2006年以降、ヨーロッパの一部、アジアおよびインド洋地域においてチクングニア熱の流行が報告されています。いくつかの国々は監視体制を強化していますが、地域全体を通じての症例報告は続いています。

チクングニア熱はウイルスを保有した蚊に刺されることで感染し、突然の発熱・関節痛(関節の腫れを伴うこともある)・悪寒・頭痛・嘔吐・腰背部痛・発疹などが見られます。特別な治療法や予防接種はありませんので、蚊に刺されないようにすることが大切です。

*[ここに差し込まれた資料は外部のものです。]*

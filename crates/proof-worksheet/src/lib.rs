#![warn(missing_docs)]
//! Proof Worksheet - Headless Metamath Proof Worksheet Engine
//!
//! # Overview
//!
//! `proof-worksheet` turns the text of a proof worksheet into validated, structured statements
//! and back. It does not unify, search or verify proofs; those are external processors that read
//! a loaded [`Worksheet`] and return [`WorksheetEdit`]s.
//!
//! # Core Features
//!
//! - **Strict Loader**: single-pass, column-sensitive state machine with coded structural errors
//! - **Step Model**: closed statement enum, unique step ids, a single trailing `qed`
//! - **Local References**: `#x` escapes spliced into direct hypothesis references
//! - **Renumbering**: `k, 2k, 3k, ...` with hypothesis lists rewritten in place
//! - **Cursor Tracking**: set-once cursor bound by statement id, resolved lazily to line/column
//! - **Compressed Proofs**: Metamath mixed-radix codec and `$=` block formatting
//! - **Step Selector Store**: bounded candidate list with MORE/END sentinel
//!
//! # Architecture Layers
//!
//! ```text
//! ┌─────────────────────────────────────────────┐
//! │  Processing (WorksheetProcessor, edits)     │  ← External unifier seam
//! ├─────────────────────────────────────────────┤
//! │  Worksheet (finale, renumber, local refs)   │  ← Public API
//! ├─────────────────────────────────────────────┤
//! │  Loader (statement state machine)           │  ← Grammar
//! ├─────────────────────────────────────────────┤
//! │  Statements & Cursor                        │  ← Data model
//! ├─────────────────────────────────────────────┤
//! │  Tokenizer & Line Index (Rope-based)        │  ← Text access
//! └─────────────────────────────────────────────┘
//! ```
//!
//! # Quick Start
//!
//! ```rust
//! use proof_worksheet::{LoadRequest, StepId, TheoremTable, Worksheet, WorksheetSettings};
//!
//! let text = "\
//! $( <MM> <PROOF_ASST> THEOREM=syllogism LOC_AFTER=
//! h1:: |- ( ph -> ps )
//! h2:: |- ( ps -> ch )
//! 3:2: |- ( ph -> ( ps -> ch ) )
//! 4:3: |- ( ( ph -> ps ) -> ( ph -> ch ) )
//! qed:1,4: |- ( ph -> ch )
//! $)
//! ";
//!
//! let settings = WorksheetSettings::default();
//! let logic = TheoremTable::new();
//! let mut ws = Worksheet::load(text, &LoadRequest::default(), &settings, &logic);
//!
//! assert!(!ws.has_structural_errors());
//! assert_eq!(ws.hyp_step_count(), 2);
//! assert_eq!(ws.qed_step().and_then(|s| s.step_id()), Some(StepId::Qed));
//!
//! ws.renumber(10).unwrap();
//! assert!(ws.output_text().contains("qed:10,40:"));
//! ```
//!
//! # Module Description
//!
//! - [`tokenizer`] - whitespace tokens with column-1 detection
//! - [`line_index`] - Rope based offset/line/column conversion
//! - [`stmt`] - statement and step model
//! - [`worksheet`] - loading, finale and serialization
//! - [`cursor`] - set-once cursor
//! - [`compress`] - compressed proof codec
//! - [`selector`] - step selector result store
//! - [`processing`] - processor seam and edits
//! - [`messages`] / [`error`] - coded messages and error types
//! - [`settings`] - YAML settings
//! - [`logic`] - logic system lookups

pub mod compress;
pub mod cursor;
pub mod error;
pub mod line_index;
mod loader;
mod local_ref;
pub mod logic;
pub mod messages;
pub mod processing;
mod renumber;
pub mod selector;
pub mod settings;
pub mod stmt;
pub mod tokenizer;
pub mod worksheet;

pub use compress::{
    COMPRESS_HIGH_BASE, COMPRESS_LOW_BASE, CompressError, CompressedProof, ProofCode,
    compress_proof, decode_proof_codes, encode_integer, format_generated_proof,
};
pub use cursor::{Cursor, CursorField, CursorLocation};
pub use error::{StructuralError, StructuralErrorKind, WorksheetError};
pub use line_index::{LineIndex, Position};
pub use logic::{HypothesisInfo, LogicSystem, TheoremInfo, TheoremTable};
pub use messages::{Message, MessageRange, Messages, Severity};
pub use processing::{WorksheetEdit, WorksheetProcessor};
pub use selector::{STEP_SELECTOR_END, STEP_SELECTOR_MORE, StepSelectorItem, StepSelectorStore};
pub use settings::{CursorPlacement, SettingsError, WorksheetSettings};
pub use stmt::{
    DerivationStep, DjVarsStatus, Formula, HypRef, ProofBody, StepId, Stmt, StmtId, StmtKind,
    VerifyStatus,
};
pub use tokenizer::{Token, Tokenizer};
pub use worksheet::{LoadRequest, Worksheet, skeleton_text};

主にアフリカやアジア地域で流行していますが、2007年にはイタリアで限局した流行がありました。

以下、ヨーロッパ、アジア、インド洋地域での最近のチクングニア熱流行状況です。

フランス:20109月、フランスでインド渡航歴のあるチクングニア熱患者1例が報告されました。同月にヴァール県フレジュスでチクングニア熱患者がさらに2例報告されています。後の2例は1例目の患者の近隣に住んでおり地域内で感染したと考えられています。この地域では監視体制が強化され、以後発生報告はありません。

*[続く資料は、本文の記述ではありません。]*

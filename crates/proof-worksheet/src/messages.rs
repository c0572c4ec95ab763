//! Coded worksheet messages.
//!
//! Every message carries a code whose first letter is its severity:
//! - `E-`: an error the user must fix (structural or validation)
//! - `I-`: informational
//! - `A-`: an internal invariant violation (a bug, never caused by user input)
//!
//! The list is derived output of one load; hosts render it in a message pane and may use the
//! character range for underlining.

use std::fmt;

/// A half-open character-offset range (`start..end`) in the worksheet text.
#[derive(Debug, Clone, Copy, PartialEq, Eq)]
pub struct MessageRange {
    /// Range start offset (inclusive), in characters from the start of the worksheet.
    pub start: usize,
    /// Range end offset (exclusive), in characters from the start of the worksheet.
    pub end: usize,
}

impl MessageRange {
    /// Create a new message range.
    pub fn new(start: usize, end: usize) -> Self {
        Self { start, end }
    }
}

/// Message severity levels.
#[derive(Debug, Clone, Copy, PartialEq, Eq, PartialOrd, Ord)]
pub enum Severity {
    /// Informational (`I-`).
    Info,
    /// User-facing error (`E-`).
    Error,
    /// Internal fault (`A-`).
    Abort,
}

impl Severity {
    /// Severity implied by the leading letter of a message code.
    pub fn from_code(code: &str) -> Self {
        match code.as_bytes().first() {
            Some(b'I') => Severity::Info,
            Some(b'A') => Severity::Abort,
            _ => Severity::Error,
        }
    }
}

/// A single coded message.
#[derive(Debug, Clone, PartialEq, Eq)]
pub struct Message {
    /// Message severity, derived from the code.
    pub severity: Severity,
    /// Stable message code, e.g. `E-PA-0203`.
    pub code: &'static str,
    /// Human-readable text, already carrying theorem/step/position context.
    pub text: String,
    /// Optional character range the message refers to.
    pub range: Option<MessageRange>,
}

impl Message {
    /// Create a message; the severity follows from `code`.
    pub fn new(code: &'static str, text: impl Into<String>) -> Self {
        Self {
            severity: Severity::from_code(code),
            code,
            text: text.into(),
            range: None,
        }
    }

    /// Attach a character range.
    pub fn with_range(mut self, range: MessageRange) -> Self {
        self.range = Some(range);
        self
    }
}

impl fmt::Display for Message {
    fn fmt(&self, f: &mut fmt::Formatter<'_>) -> fmt::Result {
        write!(f, "{} {}", self.code, self.text)
    }
}

/// Ordered list of messages produced while loading or editing a worksheet.
#[derive(Debug, Clone, Default, PartialEq, Eq)]
pub struct Messages {
    items: Vec<Message>,
}

impl Messages {
    /// Create an empty list.
    pub fn new() -> Self {
        Self::default()
    }

    /// Append a message.
    pub fn push(&mut self, message: Message) {
        match message.severity {
            Severity::Info => tracing::info!(code = message.code, "{}", message.text),
            Severity::Error => tracing::debug!(code = message.code, "{}", message.text),
            Severity::Abort => tracing::error!(code = message.code, "{}", message.text),
        }
        self.items.push(message);
    }

    /// Iterate messages in insertion order.
    pub fn iter(&self) -> impl Iterator<Item = &Message> {
        self.items.iter()
    }

    /// Number of messages.
    pub fn len(&self) -> usize {
        self.items.len()
    }

    /// Returns `true` if there are no messages.
    pub fn is_empty(&self) -> bool {
        self.items.is_empty()
    }

    /// Number of `E-` and `A-` messages.
    pub fn error_count(&self) -> usize {
        self.items
            .iter()
            .filter(|m| m.severity >= Severity::Error)
            .count()
    }

    /// Returns `true` if any `A-` message was recorded.
    pub fn has_abort(&self) -> bool {
        self.items.iter().any(|m| m.severity == Severity::Abort)
    }

    /// Find the first message with `code`.
    pub fn find(&self, code: &str) -> Option<&Message> {
        self.items.iter().find(|m| m.code == code)
    }
}

/// One message per line, the way the message pane shows them.
impl fmt::Display for Messages {
    fn fmt(&self, f: &mut fmt::Formatter<'_>) -> fmt::Result {
        for message in &self.items {
            writeln!(f, "{message}")?;
        }
        Ok(())
    }
}
//! Compressed proof codec.
//!
//! A compressed proof lists the labels it uses (beyond the theorem's mandatory hypotheses, which
//! are numbered implicitly first) and then refers to them by index. Each index is written in
//! mixed radix: the least significant digit in base [`COMPRESS_LOW_BASE`] using `A`-`T`, every
//! higher digit in base [`COMPRESS_HIGH_BASE`] using `U`-`Y`, most significant first. `Z` marks
//! the preceding step as saved for reuse, and `?` stands for an unknown step.

use indexmap::IndexSet;
use thiserror::Error;

/// Base of the final (least significant) digit.
pub const COMPRESS_LOW_BASE: usize = 20;
/// Base of every other digit.
pub const COMPRESS_HIGH_BASE: usize = 5;

const LOW_DIGITS: &[u8; COMPRESS_LOW_BASE] = b"ABCDEFGHIJKLMNOPQRST";
const HIGH_DIGITS: &[u8; COMPRESS_HIGH_BASE] = b"UVWXY";

/// Marks the previous step as saved.
pub const REPEAT_MARKER: char = 'Z';
/// An unknown step.
pub const UNKNOWN_MARKER: char = '?';

/// One decoded element of the code section.
#[derive(Debug, Clone, Copy, PartialEq, Eq)]
pub enum ProofCode {
    /// Zero-based index into mandatory hypotheses, then the label list, then saved steps.
    Index(usize),
    /// `Z`: save the previous step.
    Repeat,
    /// `?`: unknown step.
    Unknown,
}

/// A proof in compressed form.
#[derive(Debug, Clone, Default, PartialEq, Eq)]
pub struct CompressedProof {
    /// Labels listed between `(` and `)`.
    pub labels: Vec<String>,
    /// Decoded code section.
    pub codes: Vec<ProofCode>,
}

/// Errors produced while decoding a code section.
#[derive(Debug, Clone, PartialEq, Eq, Error)]
pub enum CompressError {
    #[error("invalid character '{0}' in compressed proof")]
    /// Character outside `A`-`Z` and `?`.
    InvalidCharacter(char),

    #[error("'Z' must follow a complete step")]
    /// `Z` at the start or after another `Z` or high digit.
    MisplacedRepeat,

    #[error("'?' cannot appear inside a number")]
    /// `?` after high digits.
    MisplacedUnknown,

    #[error("compressed proof ends in the middle of a number")]
    /// Trailing `U`-`Y` digits.
    DanglingDigits,

    #[error("compressed proof number is too large")]
    /// Index overflow.
    Overflow,
}

/// Encode a zero-based index.
pub fn encode_integer(index: usize) -> String {
    let mut digits = vec![LOW_DIGITS[index % COMPRESS_LOW_BASE]];
    let mut rest = index / COMPRESS_LOW_BASE;
    while rest > 0 {
        rest -= 1;
        digits.push(HIGH_DIGITS[rest % COMPRESS_HIGH_BASE]);
        rest /= COMPRESS_HIGH_BASE;
    }
    digits.reverse();
    digits.into_iter().map(char::from).collect()
}

/// Decode the code section of a compressed proof. Whitespace is ignored.
pub fn decode_proof_codes(text: &str) -> Result<Vec<ProofCode>, CompressError> {
    let mut codes = Vec::new();
    let mut value = 0usize;
    let mut pending_high = false;
    let mut can_save = false;

    for ch in text.chars().filter(|c| !c.is_whitespace()) {
        match ch {
            'A'..='T' => {
                let digit = ch as usize - 'A' as usize;
                value = value
                    .checked_mul(COMPRESS_LOW_BASE)
                    .and_then(|v| v.checked_add(digit))
                    .ok_or(CompressError::Overflow)?;
                codes.push(ProofCode::Index(value));
                value = 0;
                pending_high = false;
                can_save = true;
            }
            'U'..='Y' => {
                let digit = ch as usize - 'U' as usize;
                value = value
                    .checked_mul(COMPRESS_HIGH_BASE)
                    .and_then(|v| v.checked_add(digit + 1))
                    .ok_or(CompressError::Overflow)?;
                pending_high = true;
                can_save = false;
            }
            REPEAT_MARKER => {
                if !can_save {
                    return Err(CompressError::MisplacedRepeat);
                }
                codes.push(ProofCode::Repeat);
                can_save = false;
            }
            UNKNOWN_MARKER => {
                if pending_high {
                    return Err(CompressError::MisplacedUnknown);
                }
                codes.push(ProofCode::Unknown);
                can_save = false;
            }
            other => return Err(CompressError::InvalidCharacter(other)),
        }
    }

    if pending_high {
        return Err(CompressError::DanglingDigits);
    }
    Ok(codes)
}

/// Compress an RPN proof.
///
/// `mandatory_hyps` are numbered first and never listed; every other label gets the next index
/// the first time it appears in `rpn` and reuses that index afterwards. A `?` entry becomes
/// [`ProofCode::Unknown`].
pub fn compress_proof<S: AsRef<str>>(mandatory_hyps: &[S], rpn: &[S]) -> CompressedProof {
    let mut used: IndexSet<&str> = mandatory_hyps.iter().map(AsRef::as_ref).collect();
    let implicit = used.len();

    let codes = rpn
        .iter()
        .map(|label| match label.as_ref() {
            "?" => ProofCode::Unknown,
            label => ProofCode::Index(used.insert_full(label).0),
        })
        .collect();

    CompressedProof {
        labels: used
            .iter()
            .skip(implicit)
            .map(|label| label.to_string())
            .collect(),
        codes,
    }
}

impl CompressedProof {
    /// The code section as text, without spaces.
    pub fn code_text(&self) -> String {
        let mut out = String::new();
        for code in &self.codes {
            match code {
                ProofCode::Index(i) => out.push_str(&encode_integer(*i)),
                ProofCode::Repeat => out.push(REPEAT_MARKER),
                ProofCode::Unknown => out.push(UNKNOWN_MARKER),
            }
        }
        out
    }

    /// Returns `true` if any step is unknown.
    pub fn is_incomplete(&self) -> bool {
        self.codes.contains(&ProofCode::Unknown)
    }
}

/// Render a `$= ( labels ) CODES $.` block wrapped at `width` columns, continuation lines
/// indented by `indent` spaces. The result ends with a newline.
pub fn format_generated_proof(proof: &CompressedProof, width: usize, indent: usize) -> String {
    let mut writer = ProofWriter::new(width, indent);
    writer.word("$=");
    writer.word("(");
    for label in &proof.labels {
        writer.word(label);
    }
    writer.word(")");
    writer.run(&proof.code_text());
    writer.word("$.");
    writer.finish()
}

struct ProofWriter {
    out: String,
    line_len: usize,
    at_line_start: bool,
    width: usize,
    indent: usize,
}

impl ProofWriter {
    fn new(width: usize, indent: usize) -> Self {
        Self {
            out: String::new(),
            line_len: 0,
            at_line_start: true,
            width: width.max(indent + 2),
            indent,
        }
    }

    fn new_line(&mut self) {
        self.out.push('\n');
        self.out.extend(std::iter::repeat_n(' ', self.indent));
        self.line_len = self.indent;
        self.at_line_start = true;
    }

    fn room(&self) -> usize {
        let gap = usize::from(!self.at_line_start);
        self.width.saturating_sub(self.line_len + gap)
    }

    fn word(&mut self, word: &str) {
        let len = word.chars().count();
        if !self.at_line_start && self.room() < len {
            self.new_line();
        }
        if !self.at_line_start {
            self.out.push(' ');
            self.line_len += 1;
        }
        self.out.push_str(word);
        self.line_len += len;
        self.at_line_start = false;
    }

    /// Codes may be broken anywhere, so fill each line to the margin.
    fn run(&mut self, codes: &str) {
        let mut rest = codes;
        while !rest.is_empty() {
            if self.room() == 0 {
                self.new_line();
            }
            let (chunk, tail) = rest.split_at(self.room().min(rest.len()));
            self.word(chunk);
            rest = tail;
        }
    }

    fn finish(mut self) -> String {
        self.out.push('\n');
        self.out
    }
}

#[cfg(test)]
mod tests {
    use super::*;

    fn decode_integer(text: &str) -> usize {
        match decode_proof_codes(text).unwrap().as_slice() {
            [ProofCode::Index(i)] => *i,
            other => panic!("expected a single index, got {other:?}"),
        }
    }

    #[test]
    fn test_encode_known_values() {
        assert_eq!(encode_integer(0), "A");
        assert_eq!(encode_integer(19), "T");
        assert_eq!(encode_integer(20), "UA");
        assert_eq!(encode_integer(119), "YT");
        assert_eq!(encode_integer(120), "UUA");
        assert!(!encode_integer(7_654_321).contains('0'));
    }

    #[test]
    fn test_round_trip_first_ten_thousand() {
        for i in 0..10_000 {
            assert_eq!(decode_integer(&encode_integer(i)), i, "index {i}");
        }
    }

    #[test]
    fn test_compress_dedups_and_skips_mandatory() {
        let mandatory = ["wph", "wps", "syl.1"];
        let rpn = ["wph", "wps", "syl.1", "ax-1", "ax-mp", "ax-1", "?", "ax-mp"];
        let proof = compress_proof(&mandatory, &rpn);

        assert_eq!(proof.labels, ["ax-1", "ax-mp"]);
        assert_eq!(
            proof.codes,
            [0, 1, 2, 3, 4, 3]
                .into_iter()
                .map(ProofCode::Index)
                .chain([ProofCode::Unknown, ProofCode::Index(4)])
                .collect::<Vec<_>>()
        );
        assert_eq!(proof.code_text(), "ABCDED?E");
        assert!(proof.is_incomplete());
    }

    #[test]
    fn test_decode_repeat_and_errors() {
        assert_eq!(
            decode_proof_codes("AB Z UA").unwrap(),
            [
                ProofCode::Index(0),
                ProofCode::Index(1),
                ProofCode::Repeat,
                ProofCode::Index(20)
            ]
        );
        assert_eq!(decode_proof_codes("ZA"), Err(CompressError::MisplacedRepeat));
        assert_eq!(decode_proof_codes("AZZ"), Err(CompressError::MisplacedRepeat));
        assert_eq!(decode_proof_codes("AU"), Err(CompressError::DanglingDigits));
        assert_eq!(decode_proof_codes("U?"), Err(CompressError::MisplacedUnknown));
        assert_eq!(
            decode_proof_codes("a"),
            Err(CompressError::InvalidCharacter('a'))
        );
    }

    #[test]
    fn test_format_wraps_at_width() {
        let proof = CompressedProof {
            labels: vec!["ax-mp".into(), "a1i".into()],
            codes: (0..40).map(ProofCode::Index).collect(),
        };
        let text = format_generated_proof(&proof, 30, 4);
        assert!(text.starts_with("$= ( ax-mp a1i ) "));
        assert!(text.ends_with("$.\n"));
        for line in text.lines() {
            assert!(line.chars().count() <= 30, "line too long: {line:?}");
        }
        for line in text.lines().skip(1) {
            assert!(line.starts_with("    "));
        }
        let codes: String = text
            .lines()
            .flat_map(|l| l.split_whitespace())
            .filter(|w| w.chars().all(|c| c.is_ascii_uppercase()))
            .collect();
        assert_eq!(decode_proof_codes(&codes).unwrap(), proof.codes);
    }
}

中国:広東省において地域内で感染した10例のチクングニア熱患者が報告されています。中国国内での感染報告は初めてです。さらに90例が検査中ですが、死亡例の報告はありません。全例が広東省東莞市からの報告です。

※マレーシア・タイ・インド・インドネシア・フランス領レユニオンについては前回(20101018日更新分)と同様です。